I start laying in the leaves by sponging a mixture of Phthalo Green, Indian Yellow and Clear Red Oxide Lacquer using mop brushes. I use ultramarine blue and alizarin crimson on the trunk of the tree and add more indian yellow in the mossy areas. I apply it quite lightly and wait at least 24 hours before applying another layer. After three to four coats, the colors are set. Glazing gives a depth to colors that is difficult, if not impossible, to achieve when working opaquely. I also really like the textures that accumulate.

10. Opaque application

A picture of a green tree

Opaque paint helps erase past mistakes

When I’m done with the glazing, I start painting opaque on top. I prepare a full palette of paint and start working on the paint, looking to correct drawing errors, accentuate highlights and shadows, and refine shapes and edges. I look for opportunities to vary temperatures and punch accents.

11. Vary my notes

A photo of branches

Different arches divide the painting and make it more interesting

I start detailing the leaves and small branches, and I also revisit and detail the larger ones. This step can be a few passes, where I work both wet-on-wet and dry brushing. It’s a “what works best” scenario. I also try to break up the surface and avoid too many similar marks.

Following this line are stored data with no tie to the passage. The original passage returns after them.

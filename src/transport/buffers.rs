//! Sender and receiver buffers plus cyclic sequence arithmetic.
//!
//! Sequence numbers are 16 bits and wrap; `a` is "after" `b` when the signed
//! distance from `b` to `a` is positive.

use std::collections::{HashMap, VecDeque};
use std::time::{Duration, Instant};

use crate::core::{ChannelQualifier, ChannelType, ConnectionError, Priority};

/// `a` comes strictly after `b`.
pub fn seq_gt(a: u16, b: u16) -> bool {
    (a.wrapping_sub(b) as i16) > 0
}

/// `a` is `b` or comes before it.
pub fn seq_le(a: u16, b: u16) -> bool {
    !seq_gt(a, b)
}

/// A reliable message waiting for acknowledgement.
#[derive(Debug, Clone)]
pub struct Unacked {
    /// Channel the message was sent on.
    pub channel: ChannelQualifier,
    /// Sequence number.
    pub seq: u16,
    /// Packing priority.
    pub priority: Priority,
    /// Payload bytes.
    pub payload: Vec<u8>,
    /// Last transmission, `None` until first sent.
    pub last_sent: Option<Instant>,
    /// Congestion-control packet number of the last transmission.
    pub packet: u64,
}

/// Reliable messages in send order, bounded by payload bytes.
#[derive(Debug)]
pub struct SenderBuffer {
    entries: VecDeque<Unacked>,
    bytes: usize,
    capacity: usize,
}

impl SenderBuffer {
    /// Create a buffer holding at most `capacity` payload bytes.
    pub fn new(capacity: usize) -> Self {
        Self {
            entries: VecDeque::new(),
            bytes: 0,
            capacity,
        }
    }

    /// Queue a message.
    ///
    /// On a reliable-sequenced channel only the newest message matters, so any
    /// older message of the same channel is replaced.
    pub fn push(
        &mut self,
        channel: ChannelQualifier,
        seq: u16,
        priority: Priority,
        payload: Vec<u8>,
    ) -> Result<(), ConnectionError> {
        let replaced = if channel.channel_type() == ChannelType::ReliableSequenced {
            self.entries
                .iter()
                .filter(|e| e.channel == channel)
                .map(|e| e.payload.len())
                .sum()
        } else {
            0
        };
        if self.bytes - replaced + payload.len() > self.capacity {
            return Err(ConnectionError::SenderBufferFull {
                capacity: self.capacity,
            });
        }
        if replaced > 0 {
            self.entries.retain(|e| e.channel != channel);
            self.bytes -= replaced;
        }
        self.bytes += payload.len();
        self.entries.push_back(Unacked {
            channel,
            seq,
            priority,
            payload,
            last_sent: None,
            packet: 0,
        });
        Ok(())
    }

    /// Apply a cumulative ack for `channel`. Returns the payload bytes freed.
    pub fn ack(&mut self, channel: ChannelQualifier, ack: u16) -> usize {
        let mut freed = 0;
        self.entries.retain(|e| {
            let done = e.channel == channel && seq_le(e.seq, ack);
            if done {
                freed += e.payload.len();
            }
            !done
        });
        self.bytes -= freed;
        freed
    }

    /// Whether every message has been acknowledged.
    pub fn is_empty(&self) -> bool {
        self.entries.is_empty()
    }

    /// Number of unacknowledged messages.
    pub fn len(&self) -> usize {
        self.entries.len()
    }

    /// Payload bytes transmitted at least once and not yet acknowledged.
    pub fn in_flight(&self) -> usize {
        self.entries
            .iter()
            .filter(|e| e.last_sent.is_some())
            .map(|e| e.payload.len())
            .sum()
    }

    /// Whether any message has never been transmitted.
    pub fn has_unsent(&self) -> bool {
        self.entries.iter().any(|e| e.last_sent.is_none())
    }

    /// Entries in send order.
    pub fn iter_mut(&mut self) -> impl Iterator<Item = &mut Unacked> {
        self.entries.iter_mut()
    }

    /// Earliest instant an already-sent message becomes due for retransmission.
    pub fn next_retransmit(&self, timeout: Duration) -> Option<Instant> {
        self.entries
            .iter()
            .filter_map(|e| e.last_sent)
            .min()
            .map(|t| t + timeout)
    }

    /// Drop everything.
    pub fn clear(&mut self) {
        self.entries.clear();
        self.bytes = 0;
    }
}

/// Out-of-order reliable-ordered messages waiting for a gap to close.
#[derive(Debug)]
pub struct ReceiverBuffer {
    channels: HashMap<ChannelQualifier, HashMap<u16, Vec<u8>>>,
    bytes: usize,
    capacity: usize,
}

impl ReceiverBuffer {
    /// Create a buffer holding at most `capacity` payload bytes.
    pub fn new(capacity: usize) -> Self {
        Self {
            channels: HashMap::new(),
            bytes: 0,
            capacity,
        }
    }

    /// Hold a message that arrived ahead of the expected sequence number.
    ///
    /// Returns false when it was not stored (duplicate or no room); the sender
    /// retransmits it later.
    pub fn insert(&mut self, channel: ChannelQualifier, seq: u16, payload: Vec<u8>) -> bool {
        if self.bytes + payload.len() > self.capacity {
            return false;
        }
        let slots = self.channels.entry(channel).or_default();
        if slots.contains_key(&seq) {
            return false;
        }
        self.bytes += payload.len();
        slots.insert(seq, payload);
        true
    }

    /// Take the message with sequence number `seq`, if held.
    pub fn take(&mut self, channel: ChannelQualifier, seq: u16) -> Option<Vec<u8>> {
        let payload = self.channels.get_mut(&channel)?.remove(&seq)?;
        self.bytes -= payload.len();
        Some(payload)
    }

    /// Drop everything.
    pub fn clear(&mut self) {
        self.channels.clear();
        self.bytes = 0;
    }
}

12. Final details and correction of errors

A tree painting made up of dots

Small pointillist dots complete the image

I come back with pure opaque colors and dot them using little rounds and liners in a pointillism style. This allows me to modulate large fields of color with subtlety and control. The hardest part is over, and now I’m just tweaking, fixing minor mistakes and accentuating areas. This is also where you can expand the surface of the painting and make it look cool up close.

13. Expand your knowledge

A painting of a large tree

The painting process will deepen your artistic understanding of nature

And that’s all! Hang it on your wall and impress your friends and family. Your paintings will also make great gifts. But ultimately, you reap the rewards of having a deeper knowledge of the age-old tradition of oil painting, the comfort of completing a process and doing something physical, and a better understanding of beauty. complex and deep of Mother Nature.